Exercise prompt
Starting at the first line and ending at the last, output the data exactly.

** Source material follows **

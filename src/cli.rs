//! CLI definitions using clap derive API
//!
//! The surface is deliberately tiny: one flag switches the interaction
//! mode, `--help` prints usage, and anything unrecognized exits non-zero
//! with a usage message.

use clap::Parser;
use clap::builder::{Styles, styling::AnsiColor};

/// rigup - idempotent development environment provisioner
///
/// Runs a fixed pipeline of installation and configuration steps against
/// this host. Safe to re-run: satisfied steps are skipped or refreshed.
#[derive(Parser, Debug)]
#[command(
    name = "rigup",
    author,
    color = clap::ColorChoice::Always,
    styles = Styles::styled()
        .header(AnsiColor::Green.on_default().bold())
        .usage(AnsiColor::Green.on_default().bold())
        .literal(AnsiColor::Cyan.on_default().bold())
        .placeholder(AnsiColor::Cyan.on_default()),
    about = "Idempotent development environment provisioner",
    long_about = "rigup provisions a development environment onto this host: core packages \
                  (with mirror failover), a canonical dotfiles directory with backed-up \
                  symlinks, shell PATH extensions, and a git snapshot of the result. \
                  Every step is idempotent, so re-running is always safe.",
    after_help = "\x1b[1m\x1b[32mExamples:\x1b[0m\n   \
                  rigup             \x1b[90m# Unattended run: defaults, no prompts\x1b[0m\n   \
                  rigup --attended  \x1b[90m# Prompt on choices and before risky continues\x1b[0m\n\n\
                  "
)]
pub struct Cli {
    /// Prompt interactively instead of auto-selecting defaults
    #[arg(long, short = 'a')]
    pub attended: bool,
}
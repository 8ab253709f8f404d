//! RPC client for communication with the MCP server subprocess.
//!
//! This module is the probe's protocol boundary: it owns the server
//! subprocess and pairs each outgoing request with its eventual response
//! (or timeout) across the server's line-oriented stdout.
//!
//! # Architecture
//!
//! ```text
//! ┌─────────────────┐        stdin/stdout          ┌─────────────────────┐
//! │   mcp-probe     │  ◄──────────────────────────►│     MCP server      │
//! │   (RpcClient)   │   JSON-RPC 2.0, one object   │    (subprocess)     │
//! └─────────────────┘        per line              └─────────────────────┘
//! ```
//!
//! # Protocol
//!
//! Newline-delimited JSON-RPC 2.0 in both directions:
//!
//! ```text
//! {"jsonrpc":"2.0","id":1,"method":"initialize","params":{...}}
//! ```
//!
//! Responses are correlated by `id`, not arrival order; the correlation map
//! supports concurrent outstanding requests even though the probe's fixed
//! script issues them one at a time.
//!
//! # Usage
//!
//! ```ignore
//! use mcp_probe::config::ProbeConfig;
//! use mcp_probe::rpc::RpcClient;
//! use serde_json::json;
//!
//! let client = RpcClient::spawn(&ProbeConfig::from_env())?;
//! let result = client.call("tools/call", json!({"name": "get_dom"})).await?;
//! ```

mod client;
mod framing;

pub use client::{RpcClient, RpcError};
pub use framing::LineBuffer;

** End of Source material **

The completed task
filename src/cli.rs
//! CLI definitions using clap derive API
//!
//! The surface is deliberately tiny: one flag switches the interaction
//! mode, `--help` prints usage, and anything unrecognized exits non-zero
//! with a usage message.

use clap::Parser;
use clap::builder::{Styles, styling::AnsiColor};

/// rigup - idempotent development environment provisioner
///
/// Runs a fixed pipeline of installation and configuration steps against
/// this host. Safe to re-run: satisfied steps are skipped or refreshed.
#[derive(Parser, Debug)]
#[command(
    name = "rigup",
    author,
    color = clap::ColorChoice::Always,
    styles = Styles::styled()
        .header(AnsiColor::Green.on_default().bold())
        .usage(AnsiColor::Green.on_default().bold())
        .literal(AnsiColor::Cyan.on_default().bold())
        .placeholder(AnsiColor::Cyan.on_default()),
    about = "Idempotent development environment provisioner",
    long_about = "rigup provisions a development environment onto this host: core packages \
                  (with mirror failover), a canonical dotfiles directory with backed-up \
                  symlinks, shell PATH extensions, and a git snapshot of the result. \
                  Every step is idempotent, so re-running is always safe.",
    after_help = "\x1b[1m\x1b[32mExamples:\x1b[0m\n   \
                  rigup             \x1b[90m# Unattended run: defaults, no prompts\x1b[0m\n   \
                  rigup --attended  \x1b[90m# Prompt on choices and before risky continues\x1b[0m\n\n\
                  "
)]
pub struct Cli {
    /// Prompt interactively instead of auto-selecting defaults
    #[arg(long, short = 'a')]
    pub attended: bool,
}
repository 8ab253709f8f404d
//! RPC client for communication with the MCP server subprocess.
//!
//! This module is the probe's protocol boundary: it owns the server
//! subprocess and pairs each outgoing request with its eventual response
//! (or timeout) across the server's line-oriented stdout.
//!
//! # Architecture
//!
//! ```text
//! ┌─────────────────┐        stdin/stdout          ┌─────────────────────┐
//! │   mcp-probe     │  ◄──────────────────────────►│     MCP server      │
//! │   (RpcClient)   │   JSON-RPC 2.0, one object   │    (subprocess)     │
//! └─────────────────┘        per line              └─────────────────────┘
//! ```
//!
//! # Protocol
//!
//! Newline-delimited JSON-RPC 2.0 in both directions:
//!
//! ```text
//! {"jsonrpc":"2.0","id":1,"method":"initialize","params":{...}}
//! ```
//!
//! Responses are correlated by `id`, not arrival order; the correlation map
//! supports concurrent outstanding requests even though the probe's fixed
//! script issues them one at a time.
//!
//! # Usage
//!
//! ```ignore
//! use mcp_probe::config::ProbeConfig;
//! use mcp_probe::rpc::RpcClient;
//! use serde_json::json;
//!
//! let client = RpcClient::spawn(&ProbeConfig::from_env())?;
//! let result = client.call("tools/call", json!({"name": "get_dom"})).await?;
//! ```

mod client;
mod framing;

pub use client::{RpcClient, RpcError};
pub use framing::LineBuffer;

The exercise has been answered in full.